▶ Task item: The answer must consist of every line from the entries that holds the word "PlaybackController".
◆ ◆ ◆
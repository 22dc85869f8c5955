use std::io::BufRead;
use std::time::{Duration, Instant};

use clap::Parser;
use crossbeam_channel::RecvTimeoutError;
use metronome::app::settings::JsonFileStore;
use metronome::audio::device::OutputDeviceManager;
use metronome::audio::parameters::AtomicF32;
use metronome::{ClickSoundType, CpalProvider, EngineConfig, MetronomeHandle, PlaybackController};

/// Refresh period of the terminal pulse display
const UI_TICK: Duration = Duration::from_millis(10);

const HELP: &str = "\
Commands:
  <space> | p     start / stop
  t               tap tempo
  + | -           tempo +1 / -1 BPM
  bpm <n>         set tempo
  ts <n>          beats per bar
  sub <x>         subdivision (1, 1.5, 2, 4)
  sound [name]    classic, rimShot, woodblock, stick, electronic, bell
                  (no name: next sound)
  accent | mute   toggle downbeat accent / sound
  vol <0-100>     output volume
  h               this help
  q               quit";

#[derive(Parser)]
#[command(name = "metronome", about = "Terminal metronome")]
struct Args {
    /// List audio output devices and exit
    #[arg(long)]
    list_devices: bool,

    /// Output device name (default device when omitted)
    #[arg(long, value_name = "NAME")]
    device: Option<String>,
}

fn main() {
    env_logger::init();
    let args = Args::parse();

    if args.list_devices {
        for device in OutputDeviceManager::new().list_output_devices() {
            let marker = if device.is_default { " (default)" } else { "" };
            println!("{}{}", device.name, marker);
        }
        return;
    }

    let engine_config = EngineConfig::default();
    let mut provider = CpalProvider::new(engine_config.clone());
    if let Some(name) = args.device {
        provider = provider.with_device(name);
    }
    let volume = provider.volume();
    let engine = match MetronomeHandle::spawn(provider, engine_config) {
        Ok(engine) => engine,
        Err(e) => {
            eprintln!("ERROR: {}", e);
            return;
        }
    };

    println!("=== Metronome ===");
    println!("{}\n", HELP);

    let store = match JsonFileStore::default_location() {
        Ok(store) => store,
        Err(e) => {
            log::warn!("{}, saving settings in the current directory", e);
            JsonFileStore::new(".metronome")
        }
    };

    log::info!("Settings stored in {}", store.dir().display());

    let mut controller = match PlaybackController::new(engine, store) {
        Ok(controller) => controller,
        Err(e) => {
            eprintln!("ERROR: {}", e);
            return;
        }
    };
    print_status(&controller);

    // stdin is blocking: read it on its own thread
    let (line_tx, line_rx) = crossbeam_channel::unbounded::<String>();
    std::thread::spawn(move || {
        for line in std::io::stdin().lock().lines().map_while(Result::ok) {
            if line_tx.send(line).is_err() {
                break;
            }
        }
    });

    let started = Instant::now();
    loop {
        match line_rx.recv_timeout(UI_TICK) {
            Ok(line) => {
                if !handle_line(&mut controller, &volume, &line, started) {
                    break;
                }
            }
            Err(RecvTimeoutError::Timeout) => {}
            Err(RecvTimeoutError::Disconnected) => break,
        }

        for event in controller.poll_feedback(Instant::now()) {
            if event.is_downbeat {
                println!("  ** {}", event.beat_number);
            } else {
                println!("  .  {}", event.beat_number);
            }
        }
    }

    controller.stop();
    println!("Bye");
}

/// Returns false when the user asked to quit
fn handle_line<S: metronome::app::SettingsStore>(
    controller: &mut PlaybackController<S>,
    volume: &AtomicF32,
    line: &str,
    started: Instant,
) -> bool {
    let mut parts = line.split_whitespace();
    let command = parts.next().unwrap_or(" ");
    let argument = parts.next();

    let result = match (command, argument) {
        (" " | "p", _) => controller.toggle().map(|playing| {
            println!("{}", if playing { "Playing" } else { "Stopped" });
        }),
        ("t", _) => {
            if let Some(bpm) = controller.tap(started.elapsed()) {
                println!("Tap tempo: {} BPM", bpm);
            }
            Ok(())
        }
        ("+", _) => {
            println!("{} BPM", controller.increment_bpm());
            Ok(())
        }
        ("-", _) => {
            println!("{} BPM", controller.decrement_bpm());
            Ok(())
        }
        ("bpm", Some(value)) => match value.parse::<f64>() {
            Ok(bpm) => {
                println!("{} BPM", controller.set_bpm(bpm));
                Ok(())
            }
            Err(_) => {
                println!("Not a number: {}", value);
                Ok(())
            }
        },
        ("ts", Some(value)) => match value.parse::<u32>() {
            Ok(beats) => controller.set_time_signature(beats),
            Err(_) => {
                println!("Not a number: {}", value);
                Ok(())
            }
        },
        ("sub", Some(value)) => match value.parse::<f64>() {
            Ok(multiplier) => controller.set_subdivision(multiplier),
            Err(_) => {
                println!("Not a number: {}", value);
                Ok(())
            }
        },
        ("sound", Some(name)) => match name.parse::<ClickSoundType>() {
            Ok(sound) => controller.set_sound_type(sound),
            Err(e) => {
                println!("{}", e);
                Ok(())
            }
        },
        ("sound", None) => {
            let next = controller.settings().click_sound_type.next();
            controller.set_sound_type(next)
        }
        ("accent", _) => {
            let enabled = !controller.settings().accent_on_downbeat;
            controller.set_accent_on_downbeat(enabled)
        }
        ("mute", _) => {
            let enabled = !controller.settings().sound_enabled;
            controller.set_sound_enabled(enabled)
        }
        ("vol", Some(value)) => match value.parse::<f32>() {
            Ok(percent) => {
                volume.set(percent.clamp(0.0, 100.0) / 100.0);
                println!("Volume {:.0}%", volume.get() * 100.0);
                Ok(())
            }
            Err(_) => {
                println!("Not a number: {}", value);
                Ok(())
            }
        },
        ("h" | "help", _) => {
            println!("{}", HELP);
            Ok(())
        }
        ("q" | "quit", _) => return false,
        _ => {
            println!("Unknown command, 'h' for help");
            Ok(())
        }
    };

    match result {
        Ok(()) => print_status(controller),
        Err(e) => eprintln!("ERROR: {}", e),
    }
    true
}

fn print_status<S: metronome::app::SettingsStore>(controller: &PlaybackController<S>) {
    let s = controller.settings();
    log::info!(
        "{} BPM, {} beats/bar x{}, sound {} ({} / {} Hz), accent {}, sound {}",
        s.bpm,
        s.time_signature,
        s.subdivision_multiplier,
        s.click_sound_type,
        s.accent_frequency,
        s.beat_frequency,
        if s.accent_on_downbeat { "on" } else { "off" },
        if s.sound_enabled { "on" } else { "off" },
    );
}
◆ ◆ ◆
▶ Task output:
use metronome::{ClickSoundType, CpalProvider, EngineConfig, MetronomeHandle, PlaybackController};
    let mut controller = match PlaybackController::new(engine, store) {
    controller: &mut PlaybackController<S>,
fn print_status<S: metronome::app::SettingsStore>(controller: &PlaybackController<S>) {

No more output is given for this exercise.